-- What you are asked to do --
Search the listing for the word "RwSignal". Copy every line where it is found.

-- Data for review --
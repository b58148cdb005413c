use contracts::charts::ChartData;
use leptos::prelude::*;

use super::axes::Axes;
use super::frame::{px, ChartFrame, HEIGHT, WIDTH};
use crate::charts::presentation::ChartPresentation;

/// `M x y L x y ...` through the given points
pub fn line_path(points: &[(f64, f64)]) -> String {
    points
        .iter()
        .enumerate()
        .map(|(i, (x, y))| format!("{} {:.1} {:.1}", if i == 0 { "M" } else { "L" }, x, y))
        .collect::<Vec<_>>()
        .join(" ")
}

/// Closed path between the line and the baseline
pub fn area_path(points: &[(f64, f64)], baseline: f64) -> String {
    match (points.first(), points.last()) {
        (Some((first_x, _)), Some((last_x, _))) => format!(
            "{} L {:.1} {:.1} L {:.1} {:.1} Z",
            line_path(points),
            last_x,
            baseline,
            first_x,
            baseline
        ),
        _ => String::new(),
    }
}

#[component]
pub fn LineChart(data: ChartData, presentation: ChartPresentation) -> impl IntoView {
    let frame = ChartFrame::new(&data, false);
    let baseline = frame.baseline();

    let series = data
        .series
        .iter()
        .map(|s| {
            let points: Vec<(f64, f64)> = s
                .data
                .iter()
                .enumerate()
                .map(|(i, v)| (frame.x(i), frame.y(*v)))
                .collect();
            let area = s.style.fill.then(|| {
                view! { <path d=area_path(&points, baseline) fill=s.style.fill_color.clone() stroke="none" /> }
            });

            let markers = s
                .data
                .iter()
                .zip(points.iter())
                .map(|(value, (x, y))| {
                    let label = presentation.data_label(&s.label, *value, 0.0).map(|text| {
                        view! {
                            <text x=px(*x) y=px(y - 10.0) text-anchor="middle" class="chart-data-label">
                                {text}
                            </text>
                        }
                    });
                    view! {
                        <circle cx=px(*x) cy=px(*y) r="4" fill=s.style.border_color.clone() class="chart-point">
                            <title>{presentation.tooltip(&s.label, *value)}</title>
                        </circle>
                        {label}
                    }
                })
                .collect::<Vec<_>>();

            view! {
                <g class="chart-series">
                    {area}
                    <path
                        d=line_path(&points)
                        fill="none"
                        stroke=s.style.border_color.clone()
                        stroke-width="2"
                    />
                    {markers}
                </g>
            }
        })
        .collect::<Vec<_>>();

    view! {
        <svg class="chart-svg" viewBox=format!("0 0 {} {}", WIDTH, HEIGHT) preserveAspectRatio="xMidYMid meet">
            <Axes frame=frame.clone() labels=data.labels.clone() presentation=presentation />
            {series}
        </svg>
    }
}

#[cfg(test)]
mod tests {
    use super::*;

    #[test]
    fn test_line_path() {
        assert_eq!(line_path(&[(1.0, 2.0), (3.0, 4.5)]), "M 1.0 2.0 L 3.0 4.5");
        assert_eq!(line_path(&[]), "");
    }

    #[test]
    fn test_area_path_closes_on_baseline() {
        assert_eq!(
            area_path(&[(10.0, 5.0), (20.0, 8.0)], 100.0),
            "M 10.0 5.0 L 20.0 8.0 L 20.0 100.0 L 10.0 100.0 Z"
        );
        assert_eq!(area_path(&[], 100.0), "");
    }
}
#[component]
pub fn UsersListPage() -> impl IntoView {
    let state = create_state();
    let all_users: RwSignal<Vec<User>> = RwSignal::new(Vec::new());
    let (loading, set_loading) = signal(false);
    let (show_create_form, set_show_create_form) = signal(false);
    let editing_user: RwSignal<Option<User>> = RwSignal::new(None);
    let flash = Flash::new();

    let refresh_view = move || {
        let query = state.with_untracked(|s| s.search_query.clone());
        let mut data = all_users.get_untracked();
        data.retain(|u| matches_query(u, &query));
        state.update(|s| {
            sort_list(&mut data, &s.sort_field, s.sort_ascending);
            s.items = data;
        });
    };

    let load_data = move || {
        set_loading.set(true);
        spawn_local(async move {
            match api::fetch_users().await {
                Ok(data) => {
                    all_users.set(data);
                    state.update(|s| s.is_loaded = true);
                    refresh_view();
                }
                Err(e) => {
                    log::error!("fetch users failed: {}", e);
                    flash.error(e.user_message(LOAD_FAILED));
                }
            }
            set_loading.set(false);
        });
    };

    Effect::new(move |_| {
        if !state.with_untracked(|s| s.is_loaded) {
            load_data();
        }
    });

    let search_signal = RwSignal::new(String::new());

    let apply_search = move || {
        state.update(|s| s.search_query = search_signal.get_untracked());
        refresh_view();
    };

    let toggle_sort = Callback::new(move |field: &'static str| {
        state.update(|s| {
            if s.sort_field == field {
                s.sort_ascending = !s.sort_ascending;
            } else {
                s.sort_field = field.to_string();
                s.sort_ascending = true;
            }
        });
        refresh_view();
    });

    let delete_user = move |user: User| {
        if !confirm(&delete_prompt(&user)) {
            return;
        }
        spawn_local(async move {
            match api::delete_user(user.id).await {
                Ok(()) => {
                    flash.success("El usuario ha sido eliminado.");
                    load_data();
                }
                Err(e) => {
                    log::error!("delete user {} failed: {}", user.id, e);
                    flash.error(e.user_message(DELETE_FAILED));
                }
            }
        });
    };

    let sort_field = Signal::derive(move || state.with(|s| s.sort_field.clone()));
    let sort_ascending = Signal::derive(move || state.with(|s| s.sort_ascending));

    view! {
        <PageFrame page_id="usuarios--list" category=PAGE_CAT_LIST title="Usuarios">
            <div class="page__toolbar">
                <Badge>
                    {move || state.get().items.len().to_string()}
                </Badge>
                <Button
                    appearance=ButtonAppearance::Primary
                    on_click=move |_| set_show_create_form.set(true)
                >
                    "Crear Nuevo Usuario"
                </Button>
                <Button
                    appearance=ButtonAppearance::Secondary
                    on_click=move |_| load_data()
                    disabled=Signal::derive(move || loading.get())
                >
                    {move || if loading.get() { "Cargando..." } else { "Actualizar" }}
                </Button>
            </div>

            <FlashMessage flash=flash />

            <div class="filter-panel">
                <Flex gap=FlexGap::Small align=FlexAlign::End>
                    <div style="flex: 1; max-width: 320px;">
                        <Input value=search_signal placeholder="Nombre o usuario..." />
                    </div>
                    <Button appearance=ButtonAppearance::Primary on_click=move |_| apply_search()>
                        "Buscar"
                    </Button>
                    <Button
                        appearance=ButtonAppearance::Secondary
                        on_click=move |_| {
                            search_signal.set(String::new());
                            apply_search();
                        }
                    >
                        "Limpiar"
                    </Button>
                </Flex>
            </div>

            <div class="table-wrapper">
                <Table attr:style="width: 100%;">
                    <TableHeader>
                        <TableRow>
                            <SortableHeaderCell label="ID" sort_field="id" current_sort_field=sort_field sort_ascending=sort_ascending on_sort=toggle_sort min_width=60.0 />
                            <SortableHeaderCell label="Nombre" sort_field="nombre" current_sort_field=sort_field sort_ascending=sort_ascending on_sort=toggle_sort min_width=160.0 />
                            <SortableHeaderCell label="Usuario" sort_field="usuario" current_sort_field=sort_field sort_ascending=sort_ascending on_sort=toggle_sort min_width=140.0 />
                            <SortableHeaderCell label="Rol" sort_field="rol" current_sort_field=sort_field sort_ascending=sort_ascending on_sort=toggle_sort />
                            <SortableHeaderCell label="Subregión" sort_field="subregion" current_sort_field=sort_field sort_ascending=sort_ascending on_sort=toggle_sort min_width=140.0 />
                            <TableHeaderCell min_width=100.0>"Acciones"</TableHeaderCell>
                        </TableRow>
                    </TableHeader>

                    <TableBody>
                        <For
                            each=move || state.get().items
                            key=|u| u.id
                            children=move |user| {
                                let user_for_edit = user.clone();
                                let user_for_delete = user.clone();
                                view! {
                                    <TableRow>
                                        <TableCell>
                                            <TableCellLayout>{user.id.to_string()}</TableCellLayout>
                                        </TableCell>
                                        <TableCell>
                                            <TableCellLayout truncate=true>
                                                <span style="font-weight: 500;">{user.nombre.clone()}</span>
                                            </TableCellLayout>
                                        </TableCell>
                                        <TableCell>
                                            <TableCellLayout truncate=true>{user.usuario.clone()}</TableCellLayout>
                                        </TableCell>
                                        <TableCell>
                                            <TableCellLayout>
                                                {if user.id_rol == Role::Administracion.id() {
                                                    view! { <span class="badge badge--warning">{Role::label_for(user.id_rol)}</span> }.into_any()
                                                } else {
                                                    view! { <span class="badge badge--neutral">{Role::label_for(user.id_rol)}</span> }.into_any()
                                                }}
                                            </TableCellLayout>
                                        </TableCell>
                                        <TableCell>
                                            <TableCellLayout>{subregion_label(user.id_subregion)}</TableCellLayout>
                                        </TableCell>
                                        <TableCell>
                                            <Button
                                                appearance=ButtonAppearance::Subtle
                                                on_click=move |_| editing_user.set(Some(user_for_edit.clone()))
                                                attr:title="Editar"
                                            >
                                                "Editar"
                                            </Button>
                                            <Button
                                                appearance=ButtonAppearance::Subtle
                                                on_click=move |_| delete_user(user_for_delete.clone())
                                                attr:title="Borrar"
                                            >
                                                "Borrar"
                                            </Button>
                                        </TableCell>
                                    </TableRow>
                                }
                            }
                        />
                    </TableBody>
                </Table>
            </div>

            {move || if show_create_form.get() {
                view! {
                    <super::details::CreateUserForm
                        on_close=move || set_show_create_form.set(false)
                        on_created=move || {
                            set_show_create_form.set(false);
                            flash.success("El usuario ha sido registrado.");
                            load_data();
                        }
                    />
                }.into_any()
            } else {
                view! { <></> }.into_any()
            }}

            {move || editing_user.get().map(|user| view! {
                <EditUserForm
                    user=user
                    on_close=move || editing_user.set(None)
                    on_saved=move || {
                        editing_user.set(None);
                        flash.success("Los datos del usuario han sido actualizados.");
                        load_data();
                    }
                />
            })}
        </PageFrame>
    }
}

-- Exercise result --
    let all_users: RwSignal<Vec<User>> = RwSignal::new(Vec::new());
    let editing_user: RwSignal<Option<User>> = RwSignal::new(None);
    let search_signal = RwSignal::new(String::new());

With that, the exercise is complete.